## [Dataset entries]
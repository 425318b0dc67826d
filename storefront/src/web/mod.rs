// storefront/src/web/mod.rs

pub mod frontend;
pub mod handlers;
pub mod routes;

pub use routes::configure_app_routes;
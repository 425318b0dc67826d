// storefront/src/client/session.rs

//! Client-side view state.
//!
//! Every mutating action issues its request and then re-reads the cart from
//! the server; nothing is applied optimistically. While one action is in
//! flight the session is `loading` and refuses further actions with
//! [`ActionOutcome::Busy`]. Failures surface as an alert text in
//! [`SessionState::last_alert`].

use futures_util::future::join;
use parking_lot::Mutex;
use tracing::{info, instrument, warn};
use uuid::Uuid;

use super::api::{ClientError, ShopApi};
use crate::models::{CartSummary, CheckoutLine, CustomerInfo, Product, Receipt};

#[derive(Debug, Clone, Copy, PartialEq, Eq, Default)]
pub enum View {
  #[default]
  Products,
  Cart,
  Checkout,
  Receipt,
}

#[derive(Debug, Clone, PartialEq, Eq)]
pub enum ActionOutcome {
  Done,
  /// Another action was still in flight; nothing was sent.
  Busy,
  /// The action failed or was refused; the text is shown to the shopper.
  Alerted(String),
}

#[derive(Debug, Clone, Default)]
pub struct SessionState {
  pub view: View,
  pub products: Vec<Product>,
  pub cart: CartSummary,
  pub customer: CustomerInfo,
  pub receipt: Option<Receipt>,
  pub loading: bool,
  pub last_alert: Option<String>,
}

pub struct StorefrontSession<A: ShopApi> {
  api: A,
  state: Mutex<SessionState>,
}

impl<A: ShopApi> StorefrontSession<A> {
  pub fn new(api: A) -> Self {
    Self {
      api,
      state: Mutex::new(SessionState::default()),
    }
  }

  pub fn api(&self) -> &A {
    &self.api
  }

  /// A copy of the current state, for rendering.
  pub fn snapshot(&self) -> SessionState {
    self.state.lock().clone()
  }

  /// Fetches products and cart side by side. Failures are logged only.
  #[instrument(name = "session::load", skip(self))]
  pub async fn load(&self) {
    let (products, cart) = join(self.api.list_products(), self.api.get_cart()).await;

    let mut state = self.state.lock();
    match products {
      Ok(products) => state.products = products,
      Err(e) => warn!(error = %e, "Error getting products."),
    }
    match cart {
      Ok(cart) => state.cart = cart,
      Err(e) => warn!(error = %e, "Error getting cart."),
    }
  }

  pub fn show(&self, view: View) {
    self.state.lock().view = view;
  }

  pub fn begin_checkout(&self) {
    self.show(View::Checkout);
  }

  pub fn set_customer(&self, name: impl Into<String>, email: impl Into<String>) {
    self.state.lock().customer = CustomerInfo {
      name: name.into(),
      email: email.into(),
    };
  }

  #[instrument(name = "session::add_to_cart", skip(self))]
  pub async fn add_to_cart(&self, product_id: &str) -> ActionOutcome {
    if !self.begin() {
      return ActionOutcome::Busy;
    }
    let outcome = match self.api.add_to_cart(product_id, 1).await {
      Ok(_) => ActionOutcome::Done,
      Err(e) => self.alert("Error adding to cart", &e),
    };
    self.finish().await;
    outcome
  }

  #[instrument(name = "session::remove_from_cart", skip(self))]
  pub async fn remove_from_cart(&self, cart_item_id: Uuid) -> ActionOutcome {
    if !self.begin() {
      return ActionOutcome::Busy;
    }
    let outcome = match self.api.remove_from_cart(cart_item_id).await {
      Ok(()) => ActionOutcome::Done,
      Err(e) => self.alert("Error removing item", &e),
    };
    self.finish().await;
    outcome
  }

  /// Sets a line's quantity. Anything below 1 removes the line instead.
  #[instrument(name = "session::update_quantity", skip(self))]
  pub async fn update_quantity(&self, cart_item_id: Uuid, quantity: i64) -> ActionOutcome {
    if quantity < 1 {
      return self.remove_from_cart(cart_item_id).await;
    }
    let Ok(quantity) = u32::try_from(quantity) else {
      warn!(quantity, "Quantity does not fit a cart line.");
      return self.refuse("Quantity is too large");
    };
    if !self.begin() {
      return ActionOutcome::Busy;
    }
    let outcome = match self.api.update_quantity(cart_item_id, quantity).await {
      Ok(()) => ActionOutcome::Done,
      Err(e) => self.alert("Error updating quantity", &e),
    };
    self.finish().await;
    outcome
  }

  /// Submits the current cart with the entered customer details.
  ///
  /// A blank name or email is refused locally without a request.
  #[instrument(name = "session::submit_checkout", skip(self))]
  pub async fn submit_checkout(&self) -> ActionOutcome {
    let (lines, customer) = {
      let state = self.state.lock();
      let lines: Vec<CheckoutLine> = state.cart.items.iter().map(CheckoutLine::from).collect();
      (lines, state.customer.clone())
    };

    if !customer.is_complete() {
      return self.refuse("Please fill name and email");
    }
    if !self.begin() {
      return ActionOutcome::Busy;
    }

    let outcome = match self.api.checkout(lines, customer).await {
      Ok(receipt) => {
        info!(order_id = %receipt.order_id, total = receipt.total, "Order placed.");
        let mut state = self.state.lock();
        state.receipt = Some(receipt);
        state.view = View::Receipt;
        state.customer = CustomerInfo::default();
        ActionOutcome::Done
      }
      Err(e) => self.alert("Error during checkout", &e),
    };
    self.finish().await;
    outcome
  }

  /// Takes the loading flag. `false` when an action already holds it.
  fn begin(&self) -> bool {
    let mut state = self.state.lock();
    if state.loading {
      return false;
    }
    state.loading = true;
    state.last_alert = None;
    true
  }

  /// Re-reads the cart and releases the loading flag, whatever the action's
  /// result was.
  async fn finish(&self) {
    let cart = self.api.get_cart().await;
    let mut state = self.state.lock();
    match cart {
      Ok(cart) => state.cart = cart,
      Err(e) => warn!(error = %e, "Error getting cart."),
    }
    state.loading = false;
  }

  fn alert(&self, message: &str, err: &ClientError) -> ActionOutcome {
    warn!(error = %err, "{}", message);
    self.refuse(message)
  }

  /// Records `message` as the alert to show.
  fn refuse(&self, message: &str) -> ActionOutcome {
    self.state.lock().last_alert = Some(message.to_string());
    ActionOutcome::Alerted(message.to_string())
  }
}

## [Work to be completed]
For this exercise, repeat each line of the listing exactly.

## [Task result]
repository 425318b0dc67826d
filename storefront/src/web/mod.rs
// storefront/src/web/mod.rs

pub mod frontend;
pub mod handlers;
pub mod routes;

pub use routes::configure_app_routes;
repository 425318b0dc67826d
// storefront/src/client/session.rs

//! Client-side view state.
//!
//! Every mutating action issues its request and then re-reads the cart from
//! the server; nothing is applied optimistically. While one action is in
//! flight the session is `loading` and refuses further actions with
//! [`ActionOutcome::Busy`]. Failures surface as an alert text in
//! [`SessionState::last_alert`].

use futures_util::future::join;
use parking_lot::Mutex;
use tracing::{info, instrument, warn};
use uuid::Uuid;

use super::api::{ClientError, ShopApi};
use crate::models::{CartSummary, CheckoutLine, CustomerInfo, Product, Receipt};

#[derive(Debug, Clone, Copy, PartialEq, Eq, Default)]
pub enum View {
  #[default]
  Products,
  Cart,
  Checkout,
  Receipt,
}

#[derive(Debug, Clone, PartialEq, Eq)]
pub enum ActionOutcome {
  Done,
  /// Another action was still in flight; nothing was sent.
  Busy,
  /// The action failed or was refused; the text is shown to the shopper.
  Alerted(String),
}

#[derive(Debug, Clone, Default)]
pub struct SessionState {
  pub view: View,
  pub products: Vec<Product>,
  pub cart: CartSummary,
  pub customer: CustomerInfo,
  pub receipt: Option<Receipt>,
  pub loading: bool,
  pub last_alert: Option<String>,
}

pub struct StorefrontSession<A: ShopApi> {
  api: A,
  state: Mutex<SessionState>,
}

impl<A: ShopApi> StorefrontSession<A> {
  pub fn new(api: A) -> Self {
    Self {
      api,
      state: Mutex::new(SessionState::default()),
    }
  }

  pub fn api(&self) -> &A {
    &self.api
  }

  /// A copy of the current state, for rendering.
  pub fn snapshot(&self) -> SessionState {
    self.state.lock().clone()
  }

  /// Fetches products and cart side by side. Failures are logged only.
  #[instrument(name = "session::load", skip(self))]
  pub async fn load(&self) {
    let (products, cart) = join(self.api.list_products(), self.api.get_cart()).await;

    let mut state = self.state.lock();
    match products {
      Ok(products) => state.products = products,
      Err(e) => warn!(error = %e, "Error getting products."),
    }
    match cart {
      Ok(cart) => state.cart = cart,
      Err(e) => warn!(error = %e, "Error getting cart."),
    }
  }

  pub fn show(&self, view: View) {
    self.state.lock().view = view;
  }

  pub fn begin_checkout(&self) {
    self.show(View::Checkout);
  }

  pub fn set_customer(&self, name: impl Into<String>, email: impl Into<String>) {
    self.state.lock().customer = CustomerInfo {
      name: name.into(),
      email: email.into(),
    };
  }

  #[instrument(name = "session::add_to_cart", skip(self))]
  pub async fn add_to_cart(&self, product_id: &str) -> ActionOutcome {
    if !self.begin() {
      return ActionOutcome::Busy;
    }
    let outcome = match self.api.add_to_cart(product_id, 1).await {
      Ok(_) => ActionOutcome::Done,
      Err(e) => self.alert("Error adding to cart", &e),
    };
    self.finish().await;
    outcome
  }

  #[instrument(name = "session::remove_from_cart", skip(self))]
  pub async fn remove_from_cart(&self, cart_item_id: Uuid) -> ActionOutcome {
    if !self.begin() {
      return ActionOutcome::Busy;
    }
    let outcome = match self.api.remove_from_cart(cart_item_id).await {
      Ok(()) => ActionOutcome::Done,
      Err(e) => self.alert("Error removing item", &e),
    };
    self.finish().await;
    outcome
  }

  /// Sets a line's quantity. Anything below 1 removes the line instead.
  #[instrument(name = "session::update_quantity", skip(self))]
  pub async fn update_quantity(&self, cart_item_id: Uuid, quantity: i64) -> ActionOutcome {
    if quantity < 1 {
      return self.remove_from_cart(cart_item_id).await;
    }
    let Ok(quantity) = u32::try_from(quantity) else {
      warn!(quantity, "Quantity does not fit a cart line.");
      return self.refuse("Quantity is too large");
    };
    if !self.begin() {
      return ActionOutcome::Busy;
    }
    let outcome = match self.api.update_quantity(cart_item_id, quantity).await {
      Ok(()) => ActionOutcome::Done,
      Err(e) => self.alert("Error updating quantity", &e),
    };
    self.finish().await;
    outcome
  }

  /// Submits the current cart with the entered customer details.
  ///
  /// A blank name or email is refused locally without a request.
  #[instrument(name = "session::submit_checkout", skip(self))]
  pub async fn submit_checkout(&self) -> ActionOutcome {
    let (lines, customer) = {
      let state = self.state.lock();
      let lines: Vec<CheckoutLine> = state.cart.items.iter().map(CheckoutLine::from).collect();
      (lines, state.customer.clone())
    };

    if !customer.is_complete() {
      return self.refuse("Please fill name and email");
    }
    if !self.begin() {
      return ActionOutcome::Busy;
    }

    let outcome = match self.api.checkout(lines, customer).await {
      Ok(receipt) => {
        info!(order_id = %receipt.order_id, total = receipt.total, "Order placed.");
        let mut state = self.state.lock();
        state.receipt = Some(receipt);
        state.view = View::Receipt;
        state.customer = CustomerInfo::default();
        ActionOutcome::Done
      }
      Err(e) => self.alert("Error during checkout", &e),
    };
    self.finish().await;
    outcome
  }

  /// Takes the loading flag. `false` when an action already holds it.
  fn begin(&self) -> bool {
    let mut state = self.state.lock();
    if state.loading {
      return false;
    }
    state.loading = true;
    state.last_alert = None;
    true
  }

  /// Re-reads the cart and releases the loading flag, whatever the action's
  /// result was.
  async fn finish(&self) {
    let cart = self.api.get_cart().await;
    let mut state = self.state.lock();
    match cart {
      Ok(cart) => state.cart = cart,
      Err(e) => warn!(error = %e, "Error getting cart."),
    }
    state.loading = false;
  }

  fn alert(&self, message: &str, err: &ClientError) -> ActionOutcome {
    warn!(error = %err, "{}", message);
    self.refuse(message)
  }

  /// Records `message` as the alert to show.
  fn refuse(&self, message: &str) -> ActionOutcome {
    self.state.lock().last_alert = Some(message.to_string());
    ActionOutcome::Alerted(message.to_string())
  }
}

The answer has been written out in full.